Pass the Salt: Cellini’s Famed Salt Cellar

Celebrated the world over for dexterous works across the arts, Benvenuto Cellini struck a virtuoso performance through the skill of his hand and the intricate workings of his mind.

That ‘the devil is in the detail’ truly applies to Italian polymath Benvenuto Cellini (1500 – 1571). Just consider Perseus with the head of Medusa, a feat in bronze with entrails spiralling from the head that the founder of a dynasty fiercely wields. Cellini wrestled with the sculpture’s completion, returning to bronze casting on a monumental scale for the first time in half a century. The very act of pouring the liquid bronze into a mould was believed to imbue the finished piece with vivacity, much like how Aphrodite breathed life into Pygmallion’s beloved marble maiden. Erected for Cosimo I, Cellini’s patron, the work can be considered a crowning glory in terms of innovation.

At this point in the narrative, I’d like to remind us of Victoria C. Gardner’s entry, on Celinni, commenting on his autobiography in The Sixteenth Century Journal:

Throughout the Vita, Cellini goes to extravagant lengths to convince the reader that he is an important and unique individual, who deserves respect and even reverence because of his artistic ability. Cellini carefully presents his contradictory character traits in a way that makes his achievements all the more impressive. Virtue and vice, for example, are paired repeatedly. He exhibits both characteristics to an extraordinary degree, simultaneously showing elevated spirituality and delight in brutality throughout the course of the autobiography… Cellini’s role as an artist is crucial to this struggle, since his creative genius is what elevates him to this greatness.

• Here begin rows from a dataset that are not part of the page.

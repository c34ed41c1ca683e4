//! File-level persistence checks: values written as JSON or CBOR load back
//! with the same structure through the extension-dispatched loader.

use svar::cbor;
use svar::core::buffer::Buffer;
use svar::core::value::Value;
use svar::json;

fn sample_doc() -> Value {
    Value::from_entries([
        ("name", Value::from("svar")),
        ("count", Value::from(42)),
        ("ratio", Value::from(0.25)),
        ("tags", Value::from(vec!["a", "b"])),
        (
            "nested",
            Value::from_entries([("enabled", Value::from(true))]),
        ),
    ])
}

#[test]
fn json_file_loads_back() {
    let dir = tempfile::tempdir().unwrap();
    let path = dir.path().join("doc.json");
    let doc = sample_doc();
    std::fs::write(&path, json::dump_pretty(&doc).unwrap()).unwrap();

    let loaded = json::load_file(&path).unwrap();
    assert_eq!(loaded, doc);
}

#[test]
fn cbor_file_loads_back() {
    let dir = tempfile::tempdir().unwrap();
    let path = dir.path().join("doc.cbor");
    let doc = sample_doc();
    Buffer::new(cbor::encode(&doc).unwrap()).save(&path).unwrap();

    let loaded = json::load_file(&path).unwrap();
    assert_eq!(loaded, doc);
}

#[test]
fn cfg_extension_parses_as_json() {
    let dir = tempfile::tempdir().unwrap();
    let path = dir.path().join("run.cfg");
    std::fs::write(&path, r#"{"mode": "fast"}"#).unwrap();

    let loaded = json::load_file(&path).unwrap();
    assert_eq!(loaded.get_path("mode"), Some(Value::from("fast")));
}

#[test]
fn unknown_extension_is_a_usage_error() {
    let dir = tempfile::tempdir().unwrap();
    let path = dir.path().join("doc.yaml");
    std::fs::write(&path, "mode: fast").unwrap();

    let err = json::load_file(&path).unwrap_err();
    assert_eq!(err.kind(), svar::core::error::ErrorKind::Usage);
}

#[test]
fn missing_file_is_an_io_error() {
    let err = json::load_file(std::path::Path::new("/no/such/file.json")).unwrap_err();
    assert_eq!(err.kind(), svar::core::error::ErrorKind::Io);
}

Now, to a salt cellar. The purpose of these in Renaissance dining is entwined with the politics of wealth and status: here, each grain was a commodity, with a cellar filled with salt wielding considerable value in the Medieval and Renaissance social market. Salt itself has almost magical properties in the history of food, especially given its ability to pickle and preserve. You need only think of the existence of entire salt caravans labouring across deserts to get an idea of its trade value at the beginning of great civilisations. Salt, like the sugar currency wielded its own powerful value, something that can be appreciated today from the word “salary” which backdates to sale – the Latin word for salt. So much was it revered that, at the time of Cellini, rulers taxed salt and carefully governed who could afford to have it at their table.

Which brings us on to the spectacle of feasting in Medieval and Renaissance Europe:

Paolo Veronese’s 1563 painting “The Wedding Feast at Cana” reflects the importance of refined dining in the Renaissance mind. Louvre Museum, Paris

Patronised in Paris by François I (who’d have had a vested interest in the politics of salt) from 1537 until 1545, Cellini was operating in courtly circles and would’ve been versed in the necessity of making a lavish statement at dinner. The decorative arts has such elitism to thank for the creation of fantastical tableware, with no less than five workmen helping Cellini turn out such famed examples of Mannerist goldsmithery.  Housed today in the Kunsthistorisches Museum in Vienna, Cellini’s Saliera is essentially a sculptural group in miniature, appreciated as a work of art in and of itself.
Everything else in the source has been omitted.